The synthesis in our skin requires exposure to UVB light at certain wave lengths (270-300 nanometers). It gets processed in the liver (to 25-hydroxy vitamin D), then processed again in the kidney (to 1,25 dihydroxy vitamin D). The balance of UVA/UVB depends on time of day, early and late in the day there is only UVA around. More UVB is available close to solar noon. The balance changes with latitude, time of day, season of year (all reflected in UV index). Avoid skin exposure when UV index is less than 3.
Vitamin D is measured by levels of 25(OH)D(calcidiol). A normal level ranges from 20-70 ng/mL, a deficiency means calcidiol level
sun exposure – where and how long to get it
The best source to get Vitamin D is sunlight exposure when the UV index is 3 or greater. An adequate exposure means: 50-75% of skin is exposed, best time is between 10:30 AM and 2-3 PM, with a UV index of 3 or higher. After maximum UV exposure, additional vitamin D produced is degraded. Other sources: supplementation for vegans or foods like cod liver oil. The UV index is an international standard measurement of the strength of UV radiation from the sun. A prediction of UV intensity when the sun is highest (a 2-4 hour period surrounding solar noon). Its purpose is to help protect people from UV light.
In the table you can see the time you can spend depending on your skin type and the current UV index. On the iPhone weather app you can see the current UV index when you scroll all the way down to the bottom. Please note: if you are 50 or older you need double exposure time.
On another note: it might seem a little confusing that darker colored skin needs longer but as we also know dark-colored skinned people can stay longer in the sun so this makes sense with the Vitamin D consumption of different skin types.
Deficiency and toxicity
A Vitamin D deficiency can contribute to diseases and disorders like myalgias, cancer, diabetes, high blood pressure, congestive heart failure, impaired bone mineralization (leading to rickets), osteoporosis, autoimmune conditions (rheumatoid arthritis, multiple sclerosis, lupus), depression and seasonal affective disorder (SAD). Inadequate sunlight exposure stemming from geography, time in the sun, sunscreen can contribute to Vitamin D deficiency as well as diseases of liver and kidneys and obesity.
Dark skinned people, older people and obese people have a higher risk of developing a Vitamin D deficiency.
If you wonder if you can get vitamin D toxicity – Upper limit considered safe for a healthy adult: 250 micrograms or 10,000 IU/day. Overexposure to sunlight cannot cause toxicity; supplementation can. That’s why supplements should be administered under physician supervision.
UV light can damage cellular DNA (skin cancer risk). Some sun exposure may actually be protective against cancer.

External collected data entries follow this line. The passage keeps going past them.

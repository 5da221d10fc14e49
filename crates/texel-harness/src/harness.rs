//! The dispatch-and-verify run
//!
//! [`Harness`] is the explicit configuration for a run: the device, the kernel
//! and the workgroup size the pipeline is created with.
//! [`Harness::run_identity`] drives one identity kernel submission end to end
//! and reports how many output texels differ from the expected value.

use crate::command::CommandSequence;
use crate::context::GpuContext;
use crate::error::Result;
use crate::format::Texel;
use crate::image::{ImageDescriptor, ImageUsage};
use crate::kernel::{IDENTITY_WORKGROUP_SIZE, Kernel};
use crate::layout::ResourceLayoutDescription;

/// Parameters of one identity dispatch
#[derive(Debug, Clone, PartialEq, Eq)]
pub struct IdentityRun<T> {
    pub width: u32,
    pub height: u32,
    /// Value every input texel is filled with
    pub fill: T,
    /// Value every output texel is compared against
    pub expected: T,
    /// Value the output is initialized with before dispatch, if any
    pub sentinel: Option<T>,
}

impl<T: Texel> IdentityRun<T> {
    /// A run whose expected output equals its input fill
    pub fn uniform(width: u32, height: u32, fill: T) -> Self {
        Self {
            width,
            height,
            fill,
            expected: fill,
            sentinel: None,
        }
    }
}

/// Result of a completed run
#[derive(Debug, Clone, Copy, PartialEq, Eq)]
pub struct RunReport {
    pub width: u32,
    pub height: u32,
    /// Workgroups dispatched along each axis
    pub workgroups: [u32; 3],
    /// Output texels not equal to the expected value
    pub mismatches: u64,
}

impl RunReport {
    pub fn texel_count(&self) -> u64 {
        self.width as u64 * self.height as u64
    }

    pub fn is_match(&self) -> bool {
        self.mismatches == 0
    }
}

/// Device, kernel and workgroup size for a run
#[derive(Debug)]
pub struct Harness<'a> {
    pub context: &'a GpuContext,
    pub kernel: &'a Kernel,
    pub workgroup_size: [u32; 3],
}

impl<'a> Harness<'a> {
    /// A harness for `kernel` with the identity kernel's workgroup size
    pub fn new(context: &'a GpuContext, kernel: &'a Kernel) -> Self {
        Self {
            context,
            kernel,
            workgroup_size: IDENTITY_WORKGROUP_SIZE,
        }
    }

    /// Fills an input image, runs the kernel into an output image and counts
    /// output texels that differ from `run.expected`
    ///
    /// The dispatch and the readback copy are separate submissions, each
    /// followed by its own wait for idle. Every resource created here is
    /// released when the function returns, on success or error.
    pub fn run_identity<T: Texel>(&self, run: &IdentityRun<T>) -> Result<RunReport> {
        let context = self.context;
        let format = T::FORMAT;

        let layout = context.create_resource_layout(
            &ResourceLayoutDescription::new()
                .texture_read_only("InputTexture", format)
                .texture_read_write("OutputTexture", format),
        )?;
        let pipeline = context.create_pipeline(self.kernel, &layout, self.workgroup_size)?;

        let usage = ImageUsage::SAMPLED | ImageUsage::STORAGE;
        let input = context.create_image(&ImageDescriptor::texture_2d("INPUT_TEX", run.width, run.height, format, usage))?;
        let input_view = input.create_view();
        context.fill(&input, 0, run.fill)?;

        let output = context.create_image(&ImageDescriptor::texture_2d("OUTPUT_TEX", run.width, run.height, format, usage))?;
        let output_view = output.create_view();
        if let Some(sentinel) = run.sentinel {
            context.fill(&output, 0, sentinel)?;
        }

        let resource_set = context.create_resource_set(&layout, &[&input_view, &output_view])?;

        let (recorded, workgroups) = {
            let mut sequence = CommandSequence::begin(context, "identity dispatch");
            sequence.set_pipeline(&pipeline)?;
            sequence.set_resource_set(&resource_set)?;
            let workgroups = sequence.dispatch_extent([run.width, run.height, 1])?;
            (sequence.end()?, workgroups)
        };
        let _submission = context.submit(recorded);
        context.wait_for_idle()?;

        let mismatches = context.count_texels_not_filled(&output, 0, run.expected)?;

        let report = RunReport {
            width: run.width,
            height: run.height,
            workgroups,
            mismatches,
        };
        if report.is_match() {
            tracing::info!(width = run.width, height = run.height, ?workgroups, "identity run matched");
        } else {
            tracing::warn!(
                width = run.width,
                height = run.height,
                ?workgroups,
                mismatches,
                expected = ?run.expected,
                "identity run produced mismatches"
            );
        }

        Ok(report)
    }
}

But burning is probably cancer-promoting, but no sun exposure seems to be too. Studies showed a healthy middle way might be the best solution. As a „healthy middle way“ recommendation get adequate sun exposure based on the UV index and skin type, then use a “barrier method” (sun block, shirts, hats, etc.).
In case you like tanning booths please note: they’re not all the same because they may use UVA, UVB, UVC light bulbs. Only bulbs that utilize UVB light have any potential benefit. The natural ratio of UVA:UVB light from the sun ranges from 10:1 to 20:12; tanning bulbs may go as high as 100:1 !!! You better ask in the tanning salon, if the person there does not know kindly ask to get that information, it is your body, your life, your health. An adequate (not excessive) sunlight exposure is best for safe accumulation of Vitamin D.

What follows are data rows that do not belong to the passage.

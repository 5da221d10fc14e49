//! Device ownership, submission and synchronization
//!
//! `GpuContext` bundles the adapter, device and queue the rest of the harness
//! works against. It can wrap objects supplied by an external bootstrap or
//! request its own headless device.

use crate::command::RecordedSequence;
use crate::error::{DeviceError, Result};
use crate::format::TexelFormat;
use std::sync::Arc;
use std::sync::atomic::{AtomicBool, Ordering};
use std::time::{Duration, Instant};

/// Interval between non-blocking polls while waiting with a deadline
const POLL_INTERVAL: Duration = Duration::from_millis(1);

/// How `wait_for_idle` behaves
#[derive(Debug, Clone, Default)]
pub struct SyncPolicy {
    /// Maximum time to wait for the device; `None` blocks indefinitely
    pub timeout: Option<Duration>,
    /// When raised, `wait_for_idle` returns `DeviceError::Cancelled` at its next check
    pub cancel: Option<Arc<AtomicBool>>,
}

/// Options for the headless device bootstrap
#[derive(Debug, Clone)]
pub struct ContextOptions {
    /// Backends the instance may pick an adapter from
    pub backends: wgpu::Backends,
    /// Adapter preference passed to `request_adapter`
    pub power_preference: wgpu::PowerPreference,
    /// Only accept a software fallback adapter
    pub force_fallback_adapter: bool,
    /// Timeout and cancellation applied to every wait for idle
    pub sync: SyncPolicy,
}

impl Default for ContextOptions {
    fn default() -> Self {
        Self {
            backends: wgpu::Backends::all(),
            power_preference: wgpu::PowerPreference::HighPerformance,
            force_fallback_adapter: false,
            sync: SyncPolicy::default(),
        }
    }
}

/// Handle for a submitted command sequence
#[derive(Debug)]
#[must_use = "submitted work must be waited on before its outputs are read"]
pub struct Submission {
    /// Label of the submitted command sequence
    pub(crate) label: String,
    /// Queue index returned by `Queue::submit`
    pub(crate) index: wgpu::SubmissionIndex,
}

impl Submission {
    pub fn label(&self) -> &str {
        &self.label
    }

    pub fn index(&self) -> &wgpu::SubmissionIndex {
        &self.index
    }
}

/// The device, its queue and the synchronization policy
#[derive(Debug)]
pub struct GpuContext {
    pub(crate) adapter: wgpu::Adapter,
    pub(crate) device: wgpu::Device,
    pub(crate) queue: wgpu::Queue,
    sync: SyncPolicy,
}

impl GpuContext {
    /// Requests a headless compute device
    ///
    /// Adapter-specific format features are requested when the adapter offers
    /// them so that formats such as `R8Uint` can be used as storage textures.
    ///
    /// # Arguments
    /// * `options` - Backend selection, adapter preference and sync policy
    ///
    /// # Returns
    /// A context owning the adapter, device and queue, or
    /// `DeviceError::NoAdapter` / `DeviceError::RequestDevice`
    pub async fn new(options: ContextOptions) -> Result<Self> {
        let instance = wgpu::Instance::new(&wgpu::InstanceDescriptor {
            backends: options.backends,
            ..Default::default()
        });

        let adapter = instance
            .request_adapter(&wgpu::RequestAdapterOptions {
                power_preference: options.power_preference,
                compatible_surface: None,
                force_fallback_adapter: options.force_fallback_adapter,
            })
            .await
            .map_err(DeviceError::from)?;

        let required_features = adapter.features() & wgpu::Features::TEXTURE_ADAPTER_SPECIFIC_FORMAT_FEATURES;
        let (device, queue) = adapter
            .request_device(&wgpu::DeviceDescriptor {
                label: Some("texel-harness device"),
                required_features,
                required_limits: wgpu::Limits::default(),
                memory_hints: wgpu::MemoryHints::default(),
                trace: Default::default(),
            })
            .await
            .map_err(DeviceError::from)?;

        let info = adapter.get_info();
        tracing::info!(adapter = %info.name, backend = ?info.backend, "GPU device acquired");

        Ok(Self::from_parts(adapter, device, queue, options.sync))
    }

    /// Blocking variant of [`GpuContext::new`]
    pub fn new_blocking(options: ContextOptions) -> Result<Self> {
        pollster::block_on(Self::new(options))
    }

    /// Wraps a device supplied by an external bootstrap
    pub fn from_parts(adapter: wgpu::Adapter, device: wgpu::Device, queue: wgpu::Queue, sync: SyncPolicy) -> Self {
        Self { adapter, device, queue, sync }
    }

    pub fn device(&self) -> &wgpu::Device {
        &self.device
    }

    pub fn queue(&self) -> &wgpu::Queue {
        &self.queue
    }

    pub fn sync_policy(&self) -> &SyncPolicy {
        &self.sync
    }

    /// Whether `format` can be bound as a read-write storage texture
    pub fn supports_read_write_storage(&self, format: TexelFormat) -> bool {
        let wgpu_format = format.to_wgpu();
        let features = if self.device.features().contains(wgpu::Features::TEXTURE_ADAPTER_SPECIFIC_FORMAT_FEATURES) {
            self.adapter.get_texture_format_features(wgpu_format)
        } else {
            wgpu_format.guaranteed_format_features(self.device.features())
        };
        features.allowed_usages.contains(wgpu::TextureUsages::STORAGE_BINDING) && features.flags.contains(wgpu::TextureFormatFeatureFlags::STORAGE_READ_WRITE)
    }

    /// Hands a recorded sequence to the queue; returns without waiting
    ///
    /// # Arguments
    /// * `sequence` - A sequence closed with [`CommandSequence::end`](crate::CommandSequence::end)
    ///
    /// # Returns
    /// A handle for the submission; its outputs are readable after `wait_for_idle`
    pub fn submit(&self, sequence: RecordedSequence) -> Submission {
        let RecordedSequence { label, buffer } = sequence;
        let index = self.queue.submit(std::iter::once(buffer));
        tracing::debug!(sequence = %label, "command sequence submitted");
        Submission { label, index }
    }

    /// Blocks until every submitted sequence has completed on the device
    ///
    /// Outputs written by submitted work are only safe to read after this
    /// returns `Ok`.
    ///
    /// # Errors
    /// `DeviceError::Timeout` when the policy's deadline passes,
    /// `DeviceError::Cancelled` when its flag is raised and
    /// `DeviceError::Poll` when the device is lost
    pub fn wait_for_idle(&self) -> Result<()> {
        if self.sync.timeout.is_none() && self.sync.cancel.is_none() {
            self.device.poll(wgpu::PollType::Wait).map_err(DeviceError::from)?;
            return Ok(());
        }

        let done = Arc::new(AtomicBool::new(false));
        let signal = Arc::clone(&done);
        self.queue.on_submitted_work_done(move || signal.store(true, Ordering::Release));

        let deadline = self.sync.timeout.map(|timeout| (Instant::now() + timeout, timeout));
        loop {
            if self.sync.cancel.as_ref().is_some_and(|flag| flag.load(Ordering::Acquire)) {
                tracing::warn!("wait for idle cancelled");
                return Err(DeviceError::Cancelled.into());
            }
            self.device.poll(wgpu::PollType::Poll).map_err(DeviceError::from)?;
            if done.load(Ordering::Acquire) {
                return Ok(());
            }
            if let Some((deadline, timeout)) = deadline {
                if Instant::now() >= deadline {
                    tracing::warn!(?timeout, "device did not become idle in time");
                    return Err(DeviceError::Timeout(timeout).into());
                }
            }
            std::thread::sleep(POLL_INTERVAL);
        }
    }

    /// Runs `f` inside a validation error scope and reports captured errors
    pub(crate) fn validated<R>(&self, context: &str, f: impl FnOnce(&wgpu::Device) -> R) -> Result<R> {
        self.device.push_error_scope(wgpu::ErrorFilter::Validation);
        let value = f(&self.device);
        match pollster::block_on(self.device.pop_error_scope()) {
            None => Ok(value),
            Some(error) => Err(DeviceError::Validation {
                context: context.to_string(),
                message: error.to_string(),
            }
            .into()),
        }
    }
}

Vitamin D is essential for your health. A Vitamin D deficiency means a deficiency in sunlight exposure. Low levels of Vitamin D have been associated with multiple diseases.
The best way to get Vitamin D is from sunlight, get it whenever it is possible. Get advice from your doctor in case you would like to supplement or if you think you wont get enough sunlight. There are no studies yet showing raising levels with supplements will bring the same level of health as natural exposure.
Read more here: http://epa.gov/sunwise/uvindex.html
All of this is of course a summary edited for an easier understanding of a way more complex topic. More technical terms are always possible but way too confusing. In case you don’t understand something feel free to contact me in the comment section.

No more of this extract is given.